- ABOUT THIS TASK: Your task is to copy every line of the entries that contains "ApiError".

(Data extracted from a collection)
══════

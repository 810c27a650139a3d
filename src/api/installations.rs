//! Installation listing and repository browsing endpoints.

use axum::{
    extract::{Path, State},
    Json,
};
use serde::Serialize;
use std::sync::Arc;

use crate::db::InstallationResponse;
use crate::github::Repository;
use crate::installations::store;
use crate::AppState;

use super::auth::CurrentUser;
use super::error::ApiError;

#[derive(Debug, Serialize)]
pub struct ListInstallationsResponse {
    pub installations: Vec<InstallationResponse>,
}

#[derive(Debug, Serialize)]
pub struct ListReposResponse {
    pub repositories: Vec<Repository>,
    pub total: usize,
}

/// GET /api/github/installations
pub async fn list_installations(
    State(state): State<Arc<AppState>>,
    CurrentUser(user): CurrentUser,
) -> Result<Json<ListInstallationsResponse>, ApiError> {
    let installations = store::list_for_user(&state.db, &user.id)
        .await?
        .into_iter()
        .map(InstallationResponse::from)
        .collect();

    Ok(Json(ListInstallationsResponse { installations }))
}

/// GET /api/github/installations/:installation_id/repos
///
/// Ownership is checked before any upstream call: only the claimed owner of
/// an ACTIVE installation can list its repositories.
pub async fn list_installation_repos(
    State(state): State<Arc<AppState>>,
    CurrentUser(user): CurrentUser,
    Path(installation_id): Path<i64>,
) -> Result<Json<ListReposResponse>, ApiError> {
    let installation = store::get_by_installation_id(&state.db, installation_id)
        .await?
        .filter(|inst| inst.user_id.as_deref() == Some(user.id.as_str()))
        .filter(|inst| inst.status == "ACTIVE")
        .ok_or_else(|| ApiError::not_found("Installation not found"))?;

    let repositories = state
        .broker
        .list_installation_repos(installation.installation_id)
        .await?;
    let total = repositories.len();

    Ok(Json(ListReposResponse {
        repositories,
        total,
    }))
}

══════

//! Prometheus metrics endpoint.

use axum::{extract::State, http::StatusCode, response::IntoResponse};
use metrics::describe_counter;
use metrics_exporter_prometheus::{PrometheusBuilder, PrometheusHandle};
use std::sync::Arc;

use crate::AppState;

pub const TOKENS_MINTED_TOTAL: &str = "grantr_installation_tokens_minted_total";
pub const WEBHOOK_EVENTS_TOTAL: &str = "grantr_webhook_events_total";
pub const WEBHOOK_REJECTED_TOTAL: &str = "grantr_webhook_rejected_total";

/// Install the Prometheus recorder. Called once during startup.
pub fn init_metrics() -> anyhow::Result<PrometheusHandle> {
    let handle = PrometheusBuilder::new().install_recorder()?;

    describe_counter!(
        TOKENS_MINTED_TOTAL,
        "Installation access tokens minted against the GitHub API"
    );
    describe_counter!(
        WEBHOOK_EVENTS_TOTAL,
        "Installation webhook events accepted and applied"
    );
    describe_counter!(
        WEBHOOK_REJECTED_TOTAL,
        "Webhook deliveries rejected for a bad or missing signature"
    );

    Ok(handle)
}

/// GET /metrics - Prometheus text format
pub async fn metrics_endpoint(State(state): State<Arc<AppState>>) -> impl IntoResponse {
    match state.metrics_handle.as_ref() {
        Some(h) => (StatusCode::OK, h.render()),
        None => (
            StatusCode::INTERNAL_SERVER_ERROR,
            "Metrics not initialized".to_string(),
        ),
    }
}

══════

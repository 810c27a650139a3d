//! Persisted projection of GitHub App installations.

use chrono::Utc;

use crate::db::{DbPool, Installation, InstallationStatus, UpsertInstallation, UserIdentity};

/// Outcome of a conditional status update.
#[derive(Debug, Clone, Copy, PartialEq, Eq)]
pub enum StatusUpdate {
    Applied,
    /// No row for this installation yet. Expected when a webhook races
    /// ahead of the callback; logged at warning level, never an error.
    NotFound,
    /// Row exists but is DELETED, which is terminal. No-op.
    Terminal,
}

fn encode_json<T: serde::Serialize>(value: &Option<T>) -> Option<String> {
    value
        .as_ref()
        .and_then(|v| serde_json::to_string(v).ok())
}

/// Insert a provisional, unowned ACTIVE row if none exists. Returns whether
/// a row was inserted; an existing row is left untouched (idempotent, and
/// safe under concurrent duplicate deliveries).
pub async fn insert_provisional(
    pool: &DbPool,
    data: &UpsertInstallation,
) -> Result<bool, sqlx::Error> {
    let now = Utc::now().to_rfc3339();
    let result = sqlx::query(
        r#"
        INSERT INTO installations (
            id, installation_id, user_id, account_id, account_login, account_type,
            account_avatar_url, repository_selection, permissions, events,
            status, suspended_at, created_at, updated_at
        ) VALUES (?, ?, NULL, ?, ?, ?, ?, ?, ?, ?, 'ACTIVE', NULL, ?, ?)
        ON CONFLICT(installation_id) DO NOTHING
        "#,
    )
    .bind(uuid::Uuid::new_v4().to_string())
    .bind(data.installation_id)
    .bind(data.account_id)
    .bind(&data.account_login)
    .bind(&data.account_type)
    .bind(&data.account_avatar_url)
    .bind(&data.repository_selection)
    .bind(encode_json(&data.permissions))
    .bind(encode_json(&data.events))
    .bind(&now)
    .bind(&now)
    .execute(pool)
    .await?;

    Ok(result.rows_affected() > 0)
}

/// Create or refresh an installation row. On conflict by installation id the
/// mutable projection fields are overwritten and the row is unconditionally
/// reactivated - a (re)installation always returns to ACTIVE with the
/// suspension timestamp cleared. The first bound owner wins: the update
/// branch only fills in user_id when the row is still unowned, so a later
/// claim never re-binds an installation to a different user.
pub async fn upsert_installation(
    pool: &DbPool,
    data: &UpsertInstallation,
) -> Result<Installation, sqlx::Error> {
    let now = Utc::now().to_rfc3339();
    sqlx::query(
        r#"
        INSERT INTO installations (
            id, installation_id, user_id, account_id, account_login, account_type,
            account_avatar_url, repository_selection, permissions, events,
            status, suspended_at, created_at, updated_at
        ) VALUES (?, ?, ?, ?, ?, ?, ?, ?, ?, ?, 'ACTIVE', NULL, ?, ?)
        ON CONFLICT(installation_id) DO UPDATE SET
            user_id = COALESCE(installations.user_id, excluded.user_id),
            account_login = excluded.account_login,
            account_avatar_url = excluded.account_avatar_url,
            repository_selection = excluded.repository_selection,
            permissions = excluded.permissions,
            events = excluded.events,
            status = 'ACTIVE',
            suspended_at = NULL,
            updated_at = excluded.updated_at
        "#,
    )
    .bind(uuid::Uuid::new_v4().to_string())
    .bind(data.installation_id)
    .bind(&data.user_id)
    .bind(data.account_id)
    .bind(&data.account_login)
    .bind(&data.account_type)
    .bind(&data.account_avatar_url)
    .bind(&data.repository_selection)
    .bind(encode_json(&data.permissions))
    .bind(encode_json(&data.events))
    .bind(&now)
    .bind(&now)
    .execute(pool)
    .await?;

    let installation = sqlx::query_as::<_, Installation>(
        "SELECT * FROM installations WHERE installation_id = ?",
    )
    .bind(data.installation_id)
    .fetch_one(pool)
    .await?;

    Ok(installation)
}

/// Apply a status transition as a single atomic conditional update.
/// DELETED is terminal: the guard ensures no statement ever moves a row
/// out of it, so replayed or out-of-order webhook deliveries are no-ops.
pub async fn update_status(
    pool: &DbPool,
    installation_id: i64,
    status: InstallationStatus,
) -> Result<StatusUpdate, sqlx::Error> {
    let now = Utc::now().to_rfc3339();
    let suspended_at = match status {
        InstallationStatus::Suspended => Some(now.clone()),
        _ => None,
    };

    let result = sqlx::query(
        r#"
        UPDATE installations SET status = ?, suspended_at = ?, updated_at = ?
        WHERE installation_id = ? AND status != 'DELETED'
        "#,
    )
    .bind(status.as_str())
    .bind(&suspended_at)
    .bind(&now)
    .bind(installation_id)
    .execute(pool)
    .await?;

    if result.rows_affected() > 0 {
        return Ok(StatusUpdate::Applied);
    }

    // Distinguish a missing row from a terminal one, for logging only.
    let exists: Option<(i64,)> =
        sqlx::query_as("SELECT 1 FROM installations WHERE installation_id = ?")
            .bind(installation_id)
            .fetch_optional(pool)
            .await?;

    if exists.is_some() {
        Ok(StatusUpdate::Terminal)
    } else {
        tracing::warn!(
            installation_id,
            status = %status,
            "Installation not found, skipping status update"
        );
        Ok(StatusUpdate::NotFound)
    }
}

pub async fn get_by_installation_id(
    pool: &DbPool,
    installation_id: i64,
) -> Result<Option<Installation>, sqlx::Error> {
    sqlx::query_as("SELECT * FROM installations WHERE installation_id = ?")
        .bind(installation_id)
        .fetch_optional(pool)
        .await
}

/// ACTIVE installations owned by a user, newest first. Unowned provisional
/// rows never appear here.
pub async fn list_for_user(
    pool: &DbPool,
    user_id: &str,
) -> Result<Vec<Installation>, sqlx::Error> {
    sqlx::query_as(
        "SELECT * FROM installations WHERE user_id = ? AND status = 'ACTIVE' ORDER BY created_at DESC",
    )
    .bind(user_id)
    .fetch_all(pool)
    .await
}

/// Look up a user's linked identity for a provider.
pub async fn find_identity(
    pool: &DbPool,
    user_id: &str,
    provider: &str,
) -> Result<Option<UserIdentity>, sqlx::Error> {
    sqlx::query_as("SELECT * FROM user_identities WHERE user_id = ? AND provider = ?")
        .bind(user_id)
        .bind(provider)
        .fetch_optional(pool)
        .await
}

══════

- ANSWER BOX:
use super::error::ApiError;
) -> Result<Json<ListInstallationsResponse>, ApiError> {
) -> Result<Json<ListReposResponse>, ApiError> {
        .ok_or_else(|| ApiError::not_found("Installation not found"))?;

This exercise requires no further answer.